2. Cued/situationally bound = almost always occurs when exposed to or in anticipation of a particular situation
3. Situationally predisposed = linked to a certain situation, but do not always occur
 Panic attacks with limited symptoms are also common in PD > attacks that are identical to seizures with full symptoms,
except that it is associated with less than 4 of the 13 panic symptoms

Many people with recurrent panic attacks significantly change their behavior (e.g., quitting a job) in response to the attacks.

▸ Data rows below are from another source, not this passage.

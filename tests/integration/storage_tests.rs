use packcalc::core::PackSizeProvider;
use packcalc::storage::{Database, MemoryStore};
use rusqlite::Connection;
use tempfile::TempDir;

#[test]
fn sizes_survive_reopen_and_come_back_ascending() {
    let dir = TempDir::new().unwrap();
    let path = dir.path().join("data/packcalc.db");

    {
        let db = Database::open(&path).unwrap();
        db.store_pack_sizes(&[5000, 250, 2000, 500, 1000]).unwrap();
    }

    let db = Database::open(&path).unwrap();
    assert_eq!(db.pack_sizes().unwrap(), vec![250, 500, 1000, 2000, 5000]);
    assert!(db.last_updated().unwrap().is_some());
}

#[test]
fn seeding_does_not_clobber_existing_sizes() {
    let dir = TempDir::new().unwrap();
    let path = dir.path().join("packcalc.db");

    let db = Database::open(&path).unwrap();
    assert!(db.seed_if_empty(&[250, 500]).unwrap());
    db.store_pack_sizes(&[23, 31, 53]).unwrap();
    drop(db);

    let db = Database::open(&path).unwrap();
    assert!(!db.seed_if_empty(&[250, 500]).unwrap());
    assert_eq!(db.pack_sizes().unwrap(), vec![23, 31, 53]);
}

#[test]
fn every_replacement_is_audited() {
    let dir = TempDir::new().unwrap();
    let path = dir.path().join("packcalc.db");

    let db = Database::open(&path).unwrap();
    db.store_pack_sizes(&[250]).unwrap();
    db.store_pack_sizes(&[250, 500, 500]).unwrap();
    drop(db);

    let conn = Connection::open(&path).unwrap();
    let counts: Vec<i64> = conn
        .prepare("SELECT size_count FROM pack_size_updates ORDER BY id")
        .unwrap()
        .query_map([], |row| row.get(0))
        .unwrap()
        .map(Result::unwrap)
        .collect();
    assert_eq!(counts, vec![1, 2]);
}

#[test]
fn stores_are_interchangeable_behind_the_trait() {
    let stores: Vec<Box<dyn PackSizeProvider>> = vec![
        Box::new(Database::open_in_memory().unwrap()),
        Box::new(MemoryStore::default()),
    ];

    for store in &stores {
        store.store_pack_sizes(&[100, 25, 100]).unwrap();
        assert_eq!(store.pack_sizes().unwrap(), vec![25, 100]);
        store.store_pack_sizes(&[]).unwrap();
        assert!(store.pack_sizes().unwrap().is_empty());
    }
}
//! packcalc config - Inspect configuration

use clap::{Args, Subcommand};
use serde::Serialize;

use crate::app::AppContext;
use crate::cli::output;
use crate::config::Config;
use crate::error::{PackError, Result};

#[derive(Args, Debug)]
pub struct ConfigArgs {
    #[command(subcommand)]
    pub command: ConfigCommand,
}

#[derive(Subcommand, Debug)]
pub enum ConfigCommand {
    /// Print the effective configuration
    Show,
}

#[derive(Serialize)]
struct ConfigReport<'a> {
    config: &'a Config,
    db_path: String,
}

pub fn run(ctx: &AppContext, args: &ConfigArgs) -> Result<()> {
    match args.command {
        ConfigCommand::Show => show(ctx),
    }
}

fn show(ctx: &AppContext) -> Result<()> {
    let db_path = ctx.config.storage.resolved_db_path()?;

    if ctx.robot_mode {
        return output::emit_robot(&output::robot_ok(ConfigReport {
            config: &ctx.config,
            db_path: db_path.display().to_string(),
        }));
    }

    let rendered = toml::to_string_pretty(&ctx.config)
        .map_err(|err| PackError::Config(format!("render config: {err}")))?;
    if let Some(path) = &ctx.config_path {
        println!("# loaded from {}", path.display());
    }
    println!("# database: {}", db_path.display());
    println!("{rendered}");
    Ok(())
}
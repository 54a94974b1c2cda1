//! Calculations backed by a pack size provider.

use tracing::{debug, info};

use super::calculator::{SolveOptions, Solved, calculate_packs_with};
use super::validate::validate_sizes;
use crate::error::Result;

/// Source and sink of the available pack sizes.
///
/// Implementations own their error reporting; errors pass through the
/// functions below unchanged.
pub trait PackSizeProvider: Send + Sync {
    /// Current pack sizes, in any order.
    fn pack_sizes(&self) -> Result<Vec<i64>>;

    /// Replace the pack sizes with `sizes`.
    fn store_pack_sizes(&self, sizes: &[i64]) -> Result<()>;
}

/// Calculate packs for `order` using the provider's sizes.
///
/// Returns the result and the sizes in ascending order for display.
pub fn calculate_packs_with_provider<P>(
    provider: &P,
    order: i64,
    options: &SolveOptions,
) -> Result<(Solved, Vec<i64>)>
where
    P: PackSizeProvider + ?Sized,
{
    let mut sizes = provider.pack_sizes()?;
    debug!(order, sizes = ?sizes, "calculating with provider sizes");

    let solved = calculate_packs_with(&sizes, order, options)?;

    sizes.sort_unstable();
    Ok((solved, sizes))
}

/// Validate and store a new set of pack sizes.
pub fn save_pack_sizes<P>(provider: &P, sizes: &[i64]) -> Result<()>
where
    P: PackSizeProvider + ?Sized,
{
    validate_sizes(sizes)?;
    provider.store_pack_sizes(sizes)?;
    info!(count = sizes.len(), "pack sizes saved");
    Ok(())
}
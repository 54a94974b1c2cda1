//! Pack calculation entry points.
//!
//! Rules, in priority order:
//! 1. Only whole packs are shipped.
//! 2. Ship the fewest items that still cover the order.
//! 3. Within rule 2, ship the fewest packs.

use serde::{Deserialize, Serialize};
use tracing::{debug, warn};

use super::solution::{PackMap, Solution};
use super::{exact, heuristic, validate};
use crate::error::Result;

/// Which solver produced a result.
#[derive(Debug, Clone, Copy, PartialEq, Eq, Serialize, Deserialize)]
#[serde(rename_all = "snake_case")]
pub enum Method {
    Exact,
    Heuristic,
}

/// Tunables for a single calculation.
#[derive(Debug, Clone, Copy, Default, PartialEq, Eq, Serialize, Deserialize)]
pub struct SolveOptions {
    /// Upper bound on exact-solver table entries. Orders needing a larger
    /// table are answered by the heuristic. `None` means no bound.
    pub max_table_len: Option<usize>,
    /// Upper bound on exact-solver steps (table entries times sizes), so a
    /// long size list cannot stall a caller. `None` means no bound.
    pub max_work: Option<u64>,
}

impl SolveOptions {
    #[must_use]
    pub const fn with_max_table_len(max_table_len: Option<usize>) -> Self {
        Self {
            max_table_len,
            max_work: None,
        }
    }

    #[must_use]
    pub const fn with_max_work(mut self, max_work: Option<u64>) -> Self {
        self.max_work = max_work;
        self
    }
}

/// A calculation result with its totals and provenance.
#[derive(Debug, Clone, PartialEq, Eq, Serialize, Deserialize)]
pub struct Solved {
    pub packs: PackMap,
    pub total_items: u64,
    pub total_packs: u64,
    pub method: Method,
}

impl Solved {
    fn new(solution: Solution, method: Method) -> Self {
        Self {
            packs: solution.packs,
            total_items: solution.total_items,
            total_packs: solution.total_packs,
            method,
        }
    }
}

/// Calculate how many packs of each size to ship for `order` items.
///
/// Fails with `InvalidArgument` if the order or any size is not positive.
/// The caller's slice is left untouched.
pub fn calculate_packs(sizes: &[i64], order: i64) -> Result<PackMap> {
    calculate_packs_with(sizes, order, &SolveOptions::default()).map(|solved| solved.packs)
}

/// [`calculate_packs`] with explicit options and full result details.
pub fn calculate_packs_with(sizes: &[i64], order: i64, options: &SolveOptions) -> Result<Solved> {
    validate::validate(sizes, order)?;

    let working = working_sizes(sizes);
    let order = order.unsigned_abs();

    match exact::solve(&working, order, options) {
        Ok(solution) => Ok(Solved::new(solution, Method::Exact)),
        Err(reason) => {
            if working.is_empty() {
                debug!(order, %reason, "no pack sizes, returning empty packing");
            } else {
                warn!(order, %reason, "exact solver unavailable, falling back to heuristic");
            }
            Ok(Solved::new(heuristic::solve(&working, order), Method::Heuristic))
        }
    }
}

/// Private copy of validated sizes: distinct, sorted descending.
fn working_sizes(sizes: &[i64]) -> Vec<u64> {
    let mut working: Vec<u64> = sizes.iter().map(|size| size.unsigned_abs()).collect();
    working.sort_unstable_by(|a, b| b.cmp(a));
    working.dedup();
    working
}
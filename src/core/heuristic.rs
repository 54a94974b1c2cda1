//! Greedy fallback used when the exact table cannot be built.
//!
//! Always ships at least the order (for a non-empty size list) but is not
//! guaranteed to find the minimal total or pack count.

use tracing::debug;

use super::solution::{PackMap, Solution};

/// Greedy fill, one patch pack, then at most one merge into a larger size.
/// `sizes` must be distinct, positive and sorted descending.
#[must_use]
pub fn solve(sizes: &[u64], order: u64) -> Solution {
    let mut packs = fill(sizes, order);
    merge_once(sizes, &mut packs);
    Solution::from_packs(packs)
}

/// Take as many of each size as fit, largest first, then top up with the
/// smallest single pack that covers the shortfall.
fn fill(sizes: &[u64], order: u64) -> PackMap {
    let mut packs = PackMap::new();
    let mut sum = 0u64;

    for &size in sizes {
        if sum >= order {
            break;
        }
        let rest = order - sum;
        if size > rest {
            continue;
        }
        let count = rest / size;
        packs.insert(size, count);
        sum += count * size;
    }

    if sum < order {
        let rest = order - sum;
        if let Some(&size) = sizes.iter().rev().find(|&&size| size > rest) {
            *packs.entry(size).or_insert(0) += 1;
        }
    }

    packs
}

/// Walk sizes smallest first; the first time the running total divides evenly
/// into the next larger size with fewer packs, replace every size up to the
/// current one with that larger size and stop.
fn merge_once(sizes: &[u64], packs: &mut PackMap) {
    let mut qty = 0u64;
    let mut sum = 0u64;

    for (idx, &size) in sizes.iter().enumerate().rev() {
        let Some(&count) = packs.get(&size) else {
            continue;
        };
        qty += count;
        sum += size * count;

        let Some(&next) = idx.checked_sub(1).and_then(|i| sizes.get(i)) else {
            break;
        };
        if sum % next == 0 && sum / next < qty {
            debug!(
                from = size,
                into = next,
                packs_before = qty,
                packs_after = sum / next,
                "merging packs"
            );
            packs.retain(|&kept, _| kept > size);
            // Existing packs of `next` are not part of `sum`; add to them.
            *packs.entry(next).or_insert(0) += sum / next;
            break;
        }
    }
}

 Worries about the next attack, or its implications, are often associated with the development of avoidant behaviors that
may meet the criteria for agoraphobia (AG).
o Originally, it was suggested that AG was a phobic disorder that stemmed from fears of public places that may
or may not occur in panic attacks > DSM-3: AG is a phobic disorder that can occur without panic attacks,
whereas PD was a separate class of anxiety disorders called anxiety states or anxiety neuroses.
o However, research recognized that AG is often a consequence of panic attacks > DSM-3-R and DSM-4: AG is
secondary to PD, it was a specification of a PD diagnosis indicating the severity of phobic avoidance behaviors
in PD
o DSM-5: AG is a codable disorder distinct from PD > patients may receive a PD diagnosis, an AG diagnosis, or a
diagnosis of comorbid PD and AG as AG exists in some cases without any prior indication of panic or panic-like
symptoms

Epidemiology
 Panic attacks: 28.3% (lifetime) and 11% (12 months)
 PD: 4.7-5.1% (lifetime) and 2.1-2.8% (12 months)
 PD without AG: 3.7-4.0% (lifetime) and 1.6% (12 months)
 PD with AG: 1.1% (lifetime) and 0.6% (12 months)
 AG:
o Total: 5.3%
o With PD: 1.9%
o Without PD: 0.6-0.8%
o Prevalence rates at 12 months for AG without PD vary between studies > highest in South Africa, lowest in
China

Effect of age, gender, race, and culture:

 Women are twice as likely to develop PD as men
 The 18-29 age group appears to be slightly below average prevalence at 3.9%, with 30-64 year olds being the most
affected at just over 6%. The least common group is 65+ (2.8%).
 Culturally bound differences can be seen in the presentation and interpretation of specific panic symptoms

PD is a common anxiety condition that affects about 2% of the population in the U.S. at any given time:

 The more severe variant with AG is less common than PD alone
 Compared to the U.S., PD rates are lower internationally, > PD is relatively uncommon in non-Western countries.

Start and course
The age of onset usually occurs in the mid-twenties:

 Bimodal distribution: two peaks in the beginning of PD and AG -> one from 15-24 and the other from 45-54 years
o A small proportion of individuals > early-onset variant of PD and AG in early adolescence
 The literature suggests a difference in the age of onset of PD and AG as a function of gender.